START Extracted material
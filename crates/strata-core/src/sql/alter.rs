//! DDL fragment generators used by the migration diff.
//!
//! Every generator takes identifiers and pre-rendered fragments as raw SQL
//! and returns an unwrapped [`Block`] without parameters.

use super::block::{r, Block};

/// `CREATE TABLE table ()`
#[must_use]
pub fn add_table(table: &str) -> Block {
    Block::new([r("CREATE TABLE"), r(table), r("()")])
}

/// `DROP TABLE table`
#[must_use]
pub fn drop_table(table: &str) -> Block {
    Block::new([r("DROP TABLE"), r(table)])
}

/// `CREATE <index fragment>`
#[must_use]
pub fn add_index(raw_sql: &str) -> Block {
    Block::new([r("CREATE"), r(raw_sql)])
}

/// `DROP INDEX name`
#[must_use]
pub fn drop_index(name: &str) -> Block {
    Block::new([r("DROP INDEX"), r(name)])
}

fn alter_table(table: &str, action: Block) -> Block {
    Block::new([r("ALTER TABLE"), r(table), action])
}

fn alter_column(table: &str, field: &str, action: Block) -> Block {
    alter_table(table, Block::new([r("ALTER COLUMN"), r(field), action]))
}

/// `ALTER TABLE table ADD <constraint fragment>`
#[must_use]
pub fn add_constraint(table: &str, raw_sql: &str) -> Block {
    alter_table(table, Block::new([r("ADD"), r(raw_sql)]))
}

/// `ALTER TABLE table DROP CONSTRAINT name`
#[must_use]
pub fn drop_constraint(table: &str, name: &str) -> Block {
    alter_table(table, Block::new([r("DROP CONSTRAINT"), r(name)]))
}

/// `ALTER TABLE table ADD COLUMN field type`
#[must_use]
pub fn add_field(table: &str, field: &str, sql_type: &str) -> Block {
    alter_table(
        table,
        Block::new([r("ADD COLUMN"), r(field), r(sql_type)]),
    )
}

/// `ALTER TABLE table DROP COLUMN field`
#[must_use]
pub fn drop_field(table: &str, field: &str) -> Block {
    alter_table(table, Block::new([r("DROP COLUMN"), r(field)]))
}

/// `ALTER TABLE table ALTER COLUMN field TYPE type`
#[must_use]
pub fn set_field_type(table: &str, field: &str, sql_type: &str) -> Block {
    alter_column(table, field, Block::new([r("TYPE"), r(sql_type)]))
}

/// `ALTER TABLE table ALTER COLUMN field SET NOT NULL` or `DROP NOT NULL`.
#[must_use]
pub fn set_field_not_null(table: &str, field: &str, not_null: bool) -> Block {
    let action = if not_null { "SET NOT NULL" } else { "DROP NOT NULL" };
    alter_column(table, field, r(action))
}

/// `ALTER TABLE table ALTER COLUMN field SET DEFAULT literal`
#[must_use]
pub fn set_field_default(table: &str, field: &str, literal: &str) -> Block {
    alter_column(table, field, Block::new([r("SET DEFAULT"), r(literal)]))
}

/// `ALTER TABLE table ALTER COLUMN field DROP DEFAULT`
#[must_use]
pub fn drop_field_default(table: &str, field: &str) -> Block {
    alter_column(table, field, r("DROP DEFAULT"))
}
END Extracted material
● **Exercise**
Show all lines above containing "CREATE".

● **Answer below**
/// `CREATE TABLE table ()`
    Block::new([r("CREATE TABLE"), r(table), r("()")])
/// `CREATE <index fragment>`
    Block::new([r("CREATE"), r(raw_sql)])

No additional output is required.